## Problem requirements
Find "let authenticated = self.session.bootstrap().await;" in the data below; transcribe the line it appears on and each line after it, exactly, to the end, and nothing else.

## Source records
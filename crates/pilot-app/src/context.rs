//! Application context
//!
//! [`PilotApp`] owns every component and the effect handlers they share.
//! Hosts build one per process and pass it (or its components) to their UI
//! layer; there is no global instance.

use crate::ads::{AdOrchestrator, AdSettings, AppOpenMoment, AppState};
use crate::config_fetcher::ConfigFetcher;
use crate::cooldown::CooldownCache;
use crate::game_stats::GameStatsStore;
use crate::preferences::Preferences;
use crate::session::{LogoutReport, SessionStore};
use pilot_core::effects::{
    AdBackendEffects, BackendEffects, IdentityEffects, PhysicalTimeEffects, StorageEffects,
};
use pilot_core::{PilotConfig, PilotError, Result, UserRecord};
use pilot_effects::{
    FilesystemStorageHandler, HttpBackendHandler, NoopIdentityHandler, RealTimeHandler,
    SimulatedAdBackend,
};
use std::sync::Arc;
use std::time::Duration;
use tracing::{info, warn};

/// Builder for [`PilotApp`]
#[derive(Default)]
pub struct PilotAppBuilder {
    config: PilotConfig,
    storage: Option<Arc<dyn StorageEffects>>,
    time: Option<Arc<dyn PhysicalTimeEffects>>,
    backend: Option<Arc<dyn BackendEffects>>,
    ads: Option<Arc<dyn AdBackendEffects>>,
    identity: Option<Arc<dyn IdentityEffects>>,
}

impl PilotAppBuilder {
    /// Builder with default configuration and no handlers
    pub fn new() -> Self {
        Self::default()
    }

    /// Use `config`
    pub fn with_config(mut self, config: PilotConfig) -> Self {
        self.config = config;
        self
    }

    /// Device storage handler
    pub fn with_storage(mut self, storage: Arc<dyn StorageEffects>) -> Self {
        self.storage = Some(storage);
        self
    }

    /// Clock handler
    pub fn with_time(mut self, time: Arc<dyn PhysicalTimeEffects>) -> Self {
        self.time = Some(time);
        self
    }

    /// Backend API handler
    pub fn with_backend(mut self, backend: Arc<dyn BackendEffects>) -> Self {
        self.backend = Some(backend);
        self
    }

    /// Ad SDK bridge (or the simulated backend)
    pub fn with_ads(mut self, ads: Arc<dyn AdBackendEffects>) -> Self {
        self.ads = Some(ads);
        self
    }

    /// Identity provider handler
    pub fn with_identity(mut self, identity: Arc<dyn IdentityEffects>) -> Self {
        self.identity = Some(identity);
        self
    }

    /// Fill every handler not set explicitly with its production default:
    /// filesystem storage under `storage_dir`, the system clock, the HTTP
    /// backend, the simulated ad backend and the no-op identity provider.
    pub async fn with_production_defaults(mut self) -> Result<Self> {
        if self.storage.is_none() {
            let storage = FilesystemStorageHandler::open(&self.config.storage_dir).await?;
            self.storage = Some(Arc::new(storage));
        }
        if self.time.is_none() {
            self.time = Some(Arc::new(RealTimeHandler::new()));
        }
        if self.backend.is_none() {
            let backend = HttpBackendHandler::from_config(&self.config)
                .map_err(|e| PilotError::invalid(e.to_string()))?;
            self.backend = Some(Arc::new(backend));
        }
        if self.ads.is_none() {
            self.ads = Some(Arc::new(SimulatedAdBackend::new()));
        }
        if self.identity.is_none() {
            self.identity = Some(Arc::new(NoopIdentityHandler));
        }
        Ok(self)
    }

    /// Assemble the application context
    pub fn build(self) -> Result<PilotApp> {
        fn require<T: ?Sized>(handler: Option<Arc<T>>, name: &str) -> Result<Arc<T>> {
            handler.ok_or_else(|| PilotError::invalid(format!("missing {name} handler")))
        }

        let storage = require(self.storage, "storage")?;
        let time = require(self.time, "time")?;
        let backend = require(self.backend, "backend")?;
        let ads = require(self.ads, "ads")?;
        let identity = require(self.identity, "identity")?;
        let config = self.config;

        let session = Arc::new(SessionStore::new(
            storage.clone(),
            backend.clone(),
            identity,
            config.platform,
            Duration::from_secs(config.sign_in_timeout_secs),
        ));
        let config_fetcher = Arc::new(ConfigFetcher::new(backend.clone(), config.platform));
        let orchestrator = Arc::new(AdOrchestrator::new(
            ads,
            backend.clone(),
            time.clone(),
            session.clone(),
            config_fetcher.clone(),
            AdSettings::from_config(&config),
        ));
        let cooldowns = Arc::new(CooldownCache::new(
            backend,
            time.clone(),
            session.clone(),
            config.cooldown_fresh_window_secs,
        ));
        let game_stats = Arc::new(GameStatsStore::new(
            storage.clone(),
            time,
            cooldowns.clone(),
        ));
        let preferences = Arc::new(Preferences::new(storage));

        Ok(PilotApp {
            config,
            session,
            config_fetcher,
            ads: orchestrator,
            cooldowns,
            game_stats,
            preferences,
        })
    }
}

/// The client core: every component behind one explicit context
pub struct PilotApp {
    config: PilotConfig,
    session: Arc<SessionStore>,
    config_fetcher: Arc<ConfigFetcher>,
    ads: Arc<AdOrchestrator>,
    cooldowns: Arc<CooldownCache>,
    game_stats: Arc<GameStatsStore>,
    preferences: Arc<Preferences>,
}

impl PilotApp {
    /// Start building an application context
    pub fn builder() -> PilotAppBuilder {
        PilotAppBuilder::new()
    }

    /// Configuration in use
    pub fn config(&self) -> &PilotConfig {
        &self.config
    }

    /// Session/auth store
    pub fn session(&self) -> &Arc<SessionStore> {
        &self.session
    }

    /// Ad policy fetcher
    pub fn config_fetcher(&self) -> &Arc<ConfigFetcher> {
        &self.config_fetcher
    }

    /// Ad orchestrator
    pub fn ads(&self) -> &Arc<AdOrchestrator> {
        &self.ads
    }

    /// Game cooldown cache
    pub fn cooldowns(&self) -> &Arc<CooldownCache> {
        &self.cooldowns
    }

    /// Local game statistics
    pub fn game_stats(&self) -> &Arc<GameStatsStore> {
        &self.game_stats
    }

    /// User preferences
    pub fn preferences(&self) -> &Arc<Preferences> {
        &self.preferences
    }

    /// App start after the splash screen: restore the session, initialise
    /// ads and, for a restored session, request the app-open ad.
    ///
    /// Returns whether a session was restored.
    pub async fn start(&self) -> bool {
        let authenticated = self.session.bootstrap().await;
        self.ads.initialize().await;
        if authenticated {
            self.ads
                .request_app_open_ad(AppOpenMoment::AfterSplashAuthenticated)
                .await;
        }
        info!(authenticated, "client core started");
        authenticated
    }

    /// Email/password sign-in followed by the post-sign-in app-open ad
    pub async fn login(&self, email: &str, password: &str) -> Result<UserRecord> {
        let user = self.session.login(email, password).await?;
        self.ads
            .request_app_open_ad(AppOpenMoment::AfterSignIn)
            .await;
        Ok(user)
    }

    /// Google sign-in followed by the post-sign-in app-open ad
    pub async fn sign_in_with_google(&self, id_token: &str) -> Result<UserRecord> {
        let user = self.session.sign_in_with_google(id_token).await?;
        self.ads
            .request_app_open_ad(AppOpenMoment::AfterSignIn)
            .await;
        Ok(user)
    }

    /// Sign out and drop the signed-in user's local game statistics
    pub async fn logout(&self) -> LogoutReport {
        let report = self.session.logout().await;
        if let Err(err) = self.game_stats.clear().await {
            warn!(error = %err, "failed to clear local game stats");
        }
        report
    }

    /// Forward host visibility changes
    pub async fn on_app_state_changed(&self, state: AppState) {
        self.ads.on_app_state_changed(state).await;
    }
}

## Solution
        let authenticated = self.session.bootstrap().await;
        self.ads.initialize().await;
        if authenticated {
            self.ads
                .request_app_open_ad(AppOpenMoment::AfterSplashAuthenticated)
                .await;
        }
        info!(authenticated, "client core started");
        authenticated
    }

    /// Email/password sign-in followed by the post-sign-in app-open ad
    pub async fn login(&self, email: &str, password: &str) -> Result<UserRecord> {
        let user = self.session.login(email, password).await?;
        self.ads
            .request_app_open_ad(AppOpenMoment::AfterSignIn)
            .await;
        Ok(user)
    }

    /// Google sign-in followed by the post-sign-in app-open ad
    pub async fn sign_in_with_google(&self, id_token: &str) -> Result<UserRecord> {
        let user = self.session.sign_in_with_google(id_token).await?;
        self.ads
            .request_app_open_ad(AppOpenMoment::AfterSignIn)
            .await;
        Ok(user)
    }

    /// Sign out and drop the signed-in user's local game statistics
    pub async fn logout(&self) -> LogoutReport {
        let report = self.session.logout().await;
        if let Err(err) = self.game_stats.clear().await {
            warn!(error = %err, "failed to clear local game stats");
        }
        report
    }

    /// Forward host visibility changes
    pub async fn on_app_state_changed(&self, state: AppState) {
        self.ads.on_app_state_changed(state).await;
    }
}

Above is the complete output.